WHAT THIS TASK INVOLVES:
Only certain lines below are wanted: those starting at the line containing "timeout.as_secs().clamp(1, 5)" and ending at the line containing "fn extract_header_value(line: &str, header: &str)", both included, each retyped exactly.

Source data:
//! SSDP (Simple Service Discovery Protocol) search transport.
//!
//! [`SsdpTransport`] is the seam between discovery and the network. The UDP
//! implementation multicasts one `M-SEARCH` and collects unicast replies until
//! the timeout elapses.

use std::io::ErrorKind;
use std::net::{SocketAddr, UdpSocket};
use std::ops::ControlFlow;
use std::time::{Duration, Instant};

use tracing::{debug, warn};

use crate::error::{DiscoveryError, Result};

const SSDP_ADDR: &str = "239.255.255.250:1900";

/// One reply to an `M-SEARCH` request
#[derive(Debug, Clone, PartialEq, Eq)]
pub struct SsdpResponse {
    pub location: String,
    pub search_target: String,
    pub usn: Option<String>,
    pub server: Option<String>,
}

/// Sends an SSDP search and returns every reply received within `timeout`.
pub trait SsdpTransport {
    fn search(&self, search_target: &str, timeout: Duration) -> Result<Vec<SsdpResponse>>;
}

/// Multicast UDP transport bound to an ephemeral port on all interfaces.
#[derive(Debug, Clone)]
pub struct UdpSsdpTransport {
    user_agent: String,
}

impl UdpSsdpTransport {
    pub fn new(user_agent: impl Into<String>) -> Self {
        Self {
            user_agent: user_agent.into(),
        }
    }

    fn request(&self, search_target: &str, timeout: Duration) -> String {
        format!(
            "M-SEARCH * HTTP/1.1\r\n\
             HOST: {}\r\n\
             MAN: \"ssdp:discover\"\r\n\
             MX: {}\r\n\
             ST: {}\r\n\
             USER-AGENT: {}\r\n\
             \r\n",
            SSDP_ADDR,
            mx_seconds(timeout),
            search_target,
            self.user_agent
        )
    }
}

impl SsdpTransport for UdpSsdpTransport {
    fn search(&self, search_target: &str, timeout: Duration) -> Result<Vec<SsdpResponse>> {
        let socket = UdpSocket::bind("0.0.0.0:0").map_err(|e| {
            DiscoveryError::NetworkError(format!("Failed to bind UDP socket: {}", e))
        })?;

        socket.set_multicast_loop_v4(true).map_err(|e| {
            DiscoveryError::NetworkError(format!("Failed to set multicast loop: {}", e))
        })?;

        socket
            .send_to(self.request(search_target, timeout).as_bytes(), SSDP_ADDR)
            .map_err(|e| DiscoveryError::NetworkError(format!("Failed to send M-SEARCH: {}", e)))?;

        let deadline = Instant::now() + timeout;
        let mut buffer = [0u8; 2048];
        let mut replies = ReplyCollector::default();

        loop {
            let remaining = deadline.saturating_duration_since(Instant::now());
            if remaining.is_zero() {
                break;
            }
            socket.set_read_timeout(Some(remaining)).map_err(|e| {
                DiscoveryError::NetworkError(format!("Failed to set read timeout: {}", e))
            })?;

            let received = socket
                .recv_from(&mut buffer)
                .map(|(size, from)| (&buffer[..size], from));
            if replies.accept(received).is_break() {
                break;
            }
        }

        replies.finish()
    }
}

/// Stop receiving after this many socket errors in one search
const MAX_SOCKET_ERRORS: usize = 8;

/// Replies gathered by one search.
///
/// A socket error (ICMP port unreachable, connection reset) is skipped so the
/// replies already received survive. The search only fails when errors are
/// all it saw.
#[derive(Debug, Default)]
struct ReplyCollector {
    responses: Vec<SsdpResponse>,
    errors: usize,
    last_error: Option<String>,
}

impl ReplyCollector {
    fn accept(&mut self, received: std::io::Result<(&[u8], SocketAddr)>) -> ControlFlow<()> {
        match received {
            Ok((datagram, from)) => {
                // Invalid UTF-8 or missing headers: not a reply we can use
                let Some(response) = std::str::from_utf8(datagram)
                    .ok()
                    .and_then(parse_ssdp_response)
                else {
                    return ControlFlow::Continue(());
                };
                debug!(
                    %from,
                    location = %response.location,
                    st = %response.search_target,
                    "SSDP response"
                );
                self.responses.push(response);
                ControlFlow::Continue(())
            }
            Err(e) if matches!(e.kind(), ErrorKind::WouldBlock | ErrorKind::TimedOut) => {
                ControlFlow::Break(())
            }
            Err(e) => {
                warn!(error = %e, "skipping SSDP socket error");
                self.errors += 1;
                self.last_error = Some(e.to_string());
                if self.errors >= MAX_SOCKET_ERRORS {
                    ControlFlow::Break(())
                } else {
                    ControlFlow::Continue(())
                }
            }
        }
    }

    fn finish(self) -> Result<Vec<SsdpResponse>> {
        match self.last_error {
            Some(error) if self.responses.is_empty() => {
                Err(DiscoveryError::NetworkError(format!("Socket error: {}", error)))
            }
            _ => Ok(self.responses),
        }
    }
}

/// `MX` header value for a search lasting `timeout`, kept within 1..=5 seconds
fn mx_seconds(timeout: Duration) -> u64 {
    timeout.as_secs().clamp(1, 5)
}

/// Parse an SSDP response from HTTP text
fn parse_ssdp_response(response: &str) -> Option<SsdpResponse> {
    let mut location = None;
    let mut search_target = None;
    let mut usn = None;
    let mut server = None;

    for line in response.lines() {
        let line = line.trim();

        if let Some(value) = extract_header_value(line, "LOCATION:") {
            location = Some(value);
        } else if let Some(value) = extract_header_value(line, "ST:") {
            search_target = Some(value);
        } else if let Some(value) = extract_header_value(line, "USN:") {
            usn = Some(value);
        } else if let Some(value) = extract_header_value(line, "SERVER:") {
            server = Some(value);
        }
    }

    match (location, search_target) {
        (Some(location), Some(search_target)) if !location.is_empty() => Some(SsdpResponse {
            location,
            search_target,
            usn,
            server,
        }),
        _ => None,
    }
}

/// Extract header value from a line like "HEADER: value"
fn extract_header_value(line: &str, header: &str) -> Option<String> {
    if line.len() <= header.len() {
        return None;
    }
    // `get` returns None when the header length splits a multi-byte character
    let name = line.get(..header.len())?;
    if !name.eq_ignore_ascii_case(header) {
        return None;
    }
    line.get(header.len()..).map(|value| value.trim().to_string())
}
...
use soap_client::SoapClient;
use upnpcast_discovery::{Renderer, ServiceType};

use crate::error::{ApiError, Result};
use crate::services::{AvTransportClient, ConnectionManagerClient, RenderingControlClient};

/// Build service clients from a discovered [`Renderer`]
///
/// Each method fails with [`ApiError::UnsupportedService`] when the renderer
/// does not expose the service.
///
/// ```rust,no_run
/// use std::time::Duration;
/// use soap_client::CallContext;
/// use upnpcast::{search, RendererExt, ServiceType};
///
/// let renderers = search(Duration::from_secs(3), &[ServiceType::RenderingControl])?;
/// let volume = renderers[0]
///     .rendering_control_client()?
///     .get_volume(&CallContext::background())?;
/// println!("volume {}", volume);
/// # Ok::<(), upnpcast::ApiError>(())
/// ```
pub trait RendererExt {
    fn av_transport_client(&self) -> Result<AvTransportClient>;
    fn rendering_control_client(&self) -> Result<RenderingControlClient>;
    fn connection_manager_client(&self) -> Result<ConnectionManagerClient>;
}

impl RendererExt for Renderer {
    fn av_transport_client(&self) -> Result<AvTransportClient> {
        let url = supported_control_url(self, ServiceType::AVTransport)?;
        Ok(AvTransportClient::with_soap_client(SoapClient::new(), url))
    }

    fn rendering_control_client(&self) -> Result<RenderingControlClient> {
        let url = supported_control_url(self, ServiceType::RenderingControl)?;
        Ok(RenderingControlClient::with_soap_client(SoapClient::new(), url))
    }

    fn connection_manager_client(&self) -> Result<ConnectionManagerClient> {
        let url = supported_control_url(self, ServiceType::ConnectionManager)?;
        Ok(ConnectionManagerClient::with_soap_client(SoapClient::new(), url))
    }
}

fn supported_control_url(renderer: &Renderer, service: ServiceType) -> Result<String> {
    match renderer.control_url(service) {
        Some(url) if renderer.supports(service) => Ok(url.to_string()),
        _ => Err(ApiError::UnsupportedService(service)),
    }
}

SOLVED EXERCISE:
    timeout.as_secs().clamp(1, 5)
}

/// Parse an SSDP response from HTTP text
fn parse_ssdp_response(response: &str) -> Option<SsdpResponse> {
    let mut location = None;
    let mut search_target = None;
    let mut usn = None;
    let mut server = None;

    for line in response.lines() {
        let line = line.trim();

        if let Some(value) = extract_header_value(line, "LOCATION:") {
            location = Some(value);
        } else if let Some(value) = extract_header_value(line, "ST:") {
            search_target = Some(value);
        } else if let Some(value) = extract_header_value(line, "USN:") {
            usn = Some(value);
        } else if let Some(value) = extract_header_value(line, "SERVER:") {
            server = Some(value);
        }
    }

    match (location, search_target) {
        (Some(location), Some(search_target)) if !location.is_empty() => Some(SsdpResponse {
            location,
            search_target,
            usn,
            server,
        }),
        _ => None,
    }
}

/// Extract header value from a line like "HEADER: value"
fn extract_header_value(line: &str, header: &str) -> Option<String> {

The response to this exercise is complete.